§ Description of the task:
Determine which lines of the records include the word "NewVendor", and copy them.

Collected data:
►
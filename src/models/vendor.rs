//! Vendor model
//!
//! A counterparty that money is paid to or received from.

use serde::{Deserialize, Serialize};
use std::fmt;

use super::ids::VendorId;

/// A vendor with optional contact details
#[derive(Debug, Clone, PartialEq, Eq, Serialize, Deserialize)]
#[serde(rename_all = "camelCase")]
pub struct Vendor {
    pub id: VendorId,

    pub name: String,

    #[serde(default, skip_serializing_if = "Option::is_none")]
    pub contact_person: Option<String>,

    #[serde(default, skip_serializing_if = "Option::is_none")]
    pub email: Option<String>,

    #[serde(default, skip_serializing_if = "Option::is_none")]
    pub phone: Option<String>,
}

/// Validated fields for a vendor that does not exist yet
#[derive(Debug, Clone, Default, PartialEq, Eq)]
pub struct NewVendor {
    pub name: String,
    pub contact_person: Option<String>,
    pub email: Option<String>,
    pub phone: Option<String>,
}

impl NewVendor {
    pub fn named(name: impl Into<String>) -> Self {
        Self {
            name: name.into(),
            ..Self::default()
        }
    }
}

/// Partial vendor update; `Some(None)` clears an optional field
#[derive(Debug, Clone, Default, PartialEq, Eq)]
pub struct VendorPatch {
    pub name: Option<String>,
    pub contact_person: Option<Option<String>>,
    pub email: Option<Option<String>>,
    pub phone: Option<Option<String>>,
}

impl VendorPatch {
    pub fn is_empty(&self) -> bool {
        self == &Self::default()
    }
}

impl Vendor {
    pub fn from_draft(id: VendorId, draft: NewVendor) -> Self {
        Self {
            id,
            name: draft.name,
            contact_person: draft.contact_person,
            email: draft.email,
            phone: draft.phone,
        }
    }

    /// Copy of this vendor with the patch applied
    pub fn merged(&self, patch: &VendorPatch) -> Self {
        Self {
            id: self.id.clone(),
            name: patch.name.clone().unwrap_or_else(|| self.name.clone()),
            contact_person: patch
                .contact_person
                .clone()
                .unwrap_or_else(|| self.contact_person.clone()),
            email: patch.email.clone().unwrap_or_else(|| self.email.clone()),
            phone: patch.phone.clone().unwrap_or_else(|| self.phone.clone()),
        }
    }

    /// Normalize a vendor name for matching
    pub fn normalize_name(name: &str) -> String {
        name.trim().to_lowercase()
    }

    /// Check if this vendor matches a name (case-insensitive)
    pub fn matches_name(&self, name: &str) -> bool {
        Self::normalize_name(&self.name) == Self::normalize_name(name)
    }
}

impl fmt::Display for Vendor {
    fn fmt(&self, f: &mut fmt::Formatter<'_>) -> fmt::Result {
        write!(f, "{}", self.name)
    }
}

#[cfg(test)]
mod tests {
    use super::*;

    fn quick_eats() -> Vendor {
        Vendor::from_draft(
            VendorId::new("v2"),
            NewVendor {
                name: "Quick Eats Cafe".into(),
                email: Some("contact@qec.com".into()),
                ..NewVendor::default()
            },
        )
    }

    #[test]
    fn test_name_matching() {
        let vendor = quick_eats();
        assert!(vendor.matches_name("quick eats cafe"));
        assert!(vendor.matches_name("  QUICK EATS CAFE "));
        assert!(!vendor.matches_name("Quick Eats"));
    }

    #[test]
    fn test_merge_keeps_unpatched_fields() {
        let vendor = quick_eats();
        let patch = VendorPatch {
            phone: Some(Some("555-0102".into())),
            ..VendorPatch::default()
        };

        let merged = vendor.merged(&patch);
        assert_eq!(merged.name, "Quick Eats Cafe");
        assert_eq!(merged.email.as_deref(), Some("contact@qec.com"));
        assert_eq!(merged.phone.as_deref(), Some("555-0102"));
        assert_eq!(vendor.phone, None);
    }

    #[test]
    fn test_merge_clears_optional_field() {
        let patch = VendorPatch {
            email: Some(None),
            ..VendorPatch::default()
        };
        assert_eq!(quick_eats().merged(&patch).email, None);
    }

    #[test]
    fn test_serialization_uses_camel_case() {
        let mut vendor = quick_eats();
        vendor.contact_person = Some("Jane Doe".into());

        let json = serde_json::to_value(&vendor).unwrap();
        assert_eq!(json["contactPerson"], "Jane Doe");
        assert!(json.get("phone").is_none());
    }
}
◄
§ Output of the task:
pub struct NewVendor {
impl NewVendor {
    pub fn from_draft(id: VendorId, draft: NewVendor) -> Self {
            NewVendor {
                ..NewVendor::default()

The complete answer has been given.